== Excerpted data ==
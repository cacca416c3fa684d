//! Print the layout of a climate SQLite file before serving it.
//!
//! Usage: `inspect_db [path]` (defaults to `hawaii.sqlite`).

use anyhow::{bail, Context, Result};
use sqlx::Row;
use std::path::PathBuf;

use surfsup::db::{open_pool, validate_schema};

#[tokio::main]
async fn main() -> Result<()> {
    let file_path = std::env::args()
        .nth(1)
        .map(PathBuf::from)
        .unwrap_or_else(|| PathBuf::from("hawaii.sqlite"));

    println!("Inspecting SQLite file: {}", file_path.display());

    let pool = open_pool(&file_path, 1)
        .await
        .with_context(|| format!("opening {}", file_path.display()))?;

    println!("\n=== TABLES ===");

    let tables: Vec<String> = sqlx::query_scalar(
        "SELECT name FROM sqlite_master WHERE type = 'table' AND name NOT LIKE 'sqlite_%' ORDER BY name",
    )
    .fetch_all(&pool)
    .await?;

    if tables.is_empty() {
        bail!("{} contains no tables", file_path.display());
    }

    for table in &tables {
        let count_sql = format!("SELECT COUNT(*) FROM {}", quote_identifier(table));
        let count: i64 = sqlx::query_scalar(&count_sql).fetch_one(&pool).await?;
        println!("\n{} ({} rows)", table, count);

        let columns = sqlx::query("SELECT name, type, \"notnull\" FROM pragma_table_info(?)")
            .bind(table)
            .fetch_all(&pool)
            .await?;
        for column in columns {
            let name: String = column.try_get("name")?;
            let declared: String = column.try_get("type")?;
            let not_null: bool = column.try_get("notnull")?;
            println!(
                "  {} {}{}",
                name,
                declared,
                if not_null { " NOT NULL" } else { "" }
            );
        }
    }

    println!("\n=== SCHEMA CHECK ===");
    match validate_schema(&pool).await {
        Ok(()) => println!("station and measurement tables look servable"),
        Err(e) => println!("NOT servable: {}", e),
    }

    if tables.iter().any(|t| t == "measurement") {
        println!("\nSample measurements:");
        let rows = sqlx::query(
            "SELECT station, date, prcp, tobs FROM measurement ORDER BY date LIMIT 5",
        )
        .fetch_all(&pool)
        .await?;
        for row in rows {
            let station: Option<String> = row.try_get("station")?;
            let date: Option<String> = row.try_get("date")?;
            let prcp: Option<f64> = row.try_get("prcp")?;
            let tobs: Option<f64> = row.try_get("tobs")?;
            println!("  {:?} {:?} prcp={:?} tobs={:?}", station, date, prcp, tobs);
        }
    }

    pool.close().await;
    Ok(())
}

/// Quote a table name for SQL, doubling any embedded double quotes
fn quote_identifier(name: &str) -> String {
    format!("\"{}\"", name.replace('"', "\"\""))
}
===
== Excerpted data ==
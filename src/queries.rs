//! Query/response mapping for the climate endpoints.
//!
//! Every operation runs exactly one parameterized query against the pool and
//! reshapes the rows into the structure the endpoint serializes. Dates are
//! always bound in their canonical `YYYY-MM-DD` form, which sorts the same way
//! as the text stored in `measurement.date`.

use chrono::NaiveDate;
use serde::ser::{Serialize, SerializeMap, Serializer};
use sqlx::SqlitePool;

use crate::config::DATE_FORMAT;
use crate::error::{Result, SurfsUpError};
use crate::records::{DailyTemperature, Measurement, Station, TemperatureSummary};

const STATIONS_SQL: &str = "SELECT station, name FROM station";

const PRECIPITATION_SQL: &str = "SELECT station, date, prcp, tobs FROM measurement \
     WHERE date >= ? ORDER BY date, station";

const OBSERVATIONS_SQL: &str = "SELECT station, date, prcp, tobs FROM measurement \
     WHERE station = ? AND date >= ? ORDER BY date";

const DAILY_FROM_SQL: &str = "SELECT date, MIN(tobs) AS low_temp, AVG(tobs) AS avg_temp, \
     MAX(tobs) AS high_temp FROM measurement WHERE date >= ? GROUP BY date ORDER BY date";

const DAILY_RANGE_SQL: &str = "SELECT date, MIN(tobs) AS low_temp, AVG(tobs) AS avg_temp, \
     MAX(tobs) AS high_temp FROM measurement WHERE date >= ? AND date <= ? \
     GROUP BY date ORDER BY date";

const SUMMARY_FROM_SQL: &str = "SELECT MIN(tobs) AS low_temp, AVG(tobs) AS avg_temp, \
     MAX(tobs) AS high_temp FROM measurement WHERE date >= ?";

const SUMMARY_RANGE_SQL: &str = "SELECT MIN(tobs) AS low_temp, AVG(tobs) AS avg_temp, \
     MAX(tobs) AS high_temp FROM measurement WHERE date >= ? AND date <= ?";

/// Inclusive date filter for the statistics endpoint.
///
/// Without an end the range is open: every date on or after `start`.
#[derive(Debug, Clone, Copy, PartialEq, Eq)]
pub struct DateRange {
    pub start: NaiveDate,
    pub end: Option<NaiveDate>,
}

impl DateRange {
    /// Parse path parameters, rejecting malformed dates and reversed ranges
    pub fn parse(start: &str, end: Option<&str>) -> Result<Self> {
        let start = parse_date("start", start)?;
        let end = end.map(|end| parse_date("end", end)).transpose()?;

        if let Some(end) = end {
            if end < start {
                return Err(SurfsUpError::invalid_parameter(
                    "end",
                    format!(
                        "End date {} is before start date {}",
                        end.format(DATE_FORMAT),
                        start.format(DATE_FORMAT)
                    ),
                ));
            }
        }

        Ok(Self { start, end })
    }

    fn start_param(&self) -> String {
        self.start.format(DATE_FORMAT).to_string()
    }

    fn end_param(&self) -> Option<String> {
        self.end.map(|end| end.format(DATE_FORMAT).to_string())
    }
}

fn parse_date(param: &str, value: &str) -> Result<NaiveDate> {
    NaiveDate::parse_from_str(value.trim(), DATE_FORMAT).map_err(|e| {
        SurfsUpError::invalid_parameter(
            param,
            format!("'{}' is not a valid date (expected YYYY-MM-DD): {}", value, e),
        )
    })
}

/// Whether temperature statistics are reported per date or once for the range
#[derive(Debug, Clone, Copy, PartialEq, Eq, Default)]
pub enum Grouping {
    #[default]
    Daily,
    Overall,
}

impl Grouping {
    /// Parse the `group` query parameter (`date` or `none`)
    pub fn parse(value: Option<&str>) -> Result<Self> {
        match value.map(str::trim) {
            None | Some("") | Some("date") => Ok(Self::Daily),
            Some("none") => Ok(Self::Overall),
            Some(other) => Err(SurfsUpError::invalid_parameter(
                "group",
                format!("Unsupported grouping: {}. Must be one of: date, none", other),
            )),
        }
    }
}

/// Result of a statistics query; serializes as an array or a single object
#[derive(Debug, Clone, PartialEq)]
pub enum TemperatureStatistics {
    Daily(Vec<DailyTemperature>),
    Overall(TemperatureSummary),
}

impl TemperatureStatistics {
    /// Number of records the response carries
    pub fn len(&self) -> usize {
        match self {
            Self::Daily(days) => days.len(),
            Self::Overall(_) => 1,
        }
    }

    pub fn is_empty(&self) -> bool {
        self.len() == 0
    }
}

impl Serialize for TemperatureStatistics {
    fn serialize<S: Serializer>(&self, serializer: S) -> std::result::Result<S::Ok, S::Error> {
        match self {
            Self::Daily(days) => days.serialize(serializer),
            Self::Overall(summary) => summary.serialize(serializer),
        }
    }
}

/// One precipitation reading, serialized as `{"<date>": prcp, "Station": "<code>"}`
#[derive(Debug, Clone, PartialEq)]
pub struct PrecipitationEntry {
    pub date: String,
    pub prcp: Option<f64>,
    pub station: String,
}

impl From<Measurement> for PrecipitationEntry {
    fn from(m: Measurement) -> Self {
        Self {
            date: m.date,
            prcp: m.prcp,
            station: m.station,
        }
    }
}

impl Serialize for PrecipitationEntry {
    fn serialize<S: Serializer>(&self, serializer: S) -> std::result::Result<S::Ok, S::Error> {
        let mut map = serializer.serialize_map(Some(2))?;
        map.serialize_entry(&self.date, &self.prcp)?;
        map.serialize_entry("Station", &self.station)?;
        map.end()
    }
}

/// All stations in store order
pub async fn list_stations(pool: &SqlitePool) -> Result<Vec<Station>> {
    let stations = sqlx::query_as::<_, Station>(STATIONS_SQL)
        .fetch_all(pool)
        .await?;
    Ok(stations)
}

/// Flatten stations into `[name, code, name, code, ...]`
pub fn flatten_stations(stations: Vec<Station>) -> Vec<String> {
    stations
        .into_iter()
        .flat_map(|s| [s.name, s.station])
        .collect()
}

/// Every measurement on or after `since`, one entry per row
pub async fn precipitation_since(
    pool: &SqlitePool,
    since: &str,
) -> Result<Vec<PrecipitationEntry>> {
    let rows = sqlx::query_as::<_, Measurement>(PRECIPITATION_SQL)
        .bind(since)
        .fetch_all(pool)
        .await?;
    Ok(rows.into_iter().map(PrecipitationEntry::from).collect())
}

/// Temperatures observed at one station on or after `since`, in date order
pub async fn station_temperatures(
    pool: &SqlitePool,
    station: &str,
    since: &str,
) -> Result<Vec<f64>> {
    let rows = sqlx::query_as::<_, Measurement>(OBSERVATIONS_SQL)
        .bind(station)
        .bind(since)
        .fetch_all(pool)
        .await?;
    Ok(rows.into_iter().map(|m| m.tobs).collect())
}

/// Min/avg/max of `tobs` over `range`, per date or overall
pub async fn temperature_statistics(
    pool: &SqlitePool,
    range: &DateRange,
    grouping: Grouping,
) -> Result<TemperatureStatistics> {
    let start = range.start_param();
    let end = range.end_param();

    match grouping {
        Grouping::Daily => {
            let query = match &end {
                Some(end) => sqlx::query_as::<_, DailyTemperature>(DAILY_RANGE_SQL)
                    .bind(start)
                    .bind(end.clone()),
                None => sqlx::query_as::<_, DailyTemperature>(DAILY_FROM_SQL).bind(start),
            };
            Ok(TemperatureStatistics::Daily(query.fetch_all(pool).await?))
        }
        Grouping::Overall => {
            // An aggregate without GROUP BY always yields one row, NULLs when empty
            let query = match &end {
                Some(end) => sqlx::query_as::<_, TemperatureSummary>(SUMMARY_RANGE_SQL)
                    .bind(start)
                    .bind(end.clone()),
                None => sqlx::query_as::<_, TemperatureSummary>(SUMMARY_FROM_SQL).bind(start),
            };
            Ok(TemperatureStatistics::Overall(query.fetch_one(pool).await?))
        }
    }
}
===
Work to complete
Scan the lines above for "repository cacca416c3fa684d" and for "use std::path::PathBuf;". Repeat exactly the line holding each of them and every line in between.

Answer to the exercise
repository cacca416c3fa684d
//! Print the layout of a climate SQLite file before serving it.
//!
//! Usage: `inspect_db [path]` (defaults to `hawaii.sqlite`).

use anyhow::{bail, Context, Result};
use sqlx::Row;
use std::path::PathBuf;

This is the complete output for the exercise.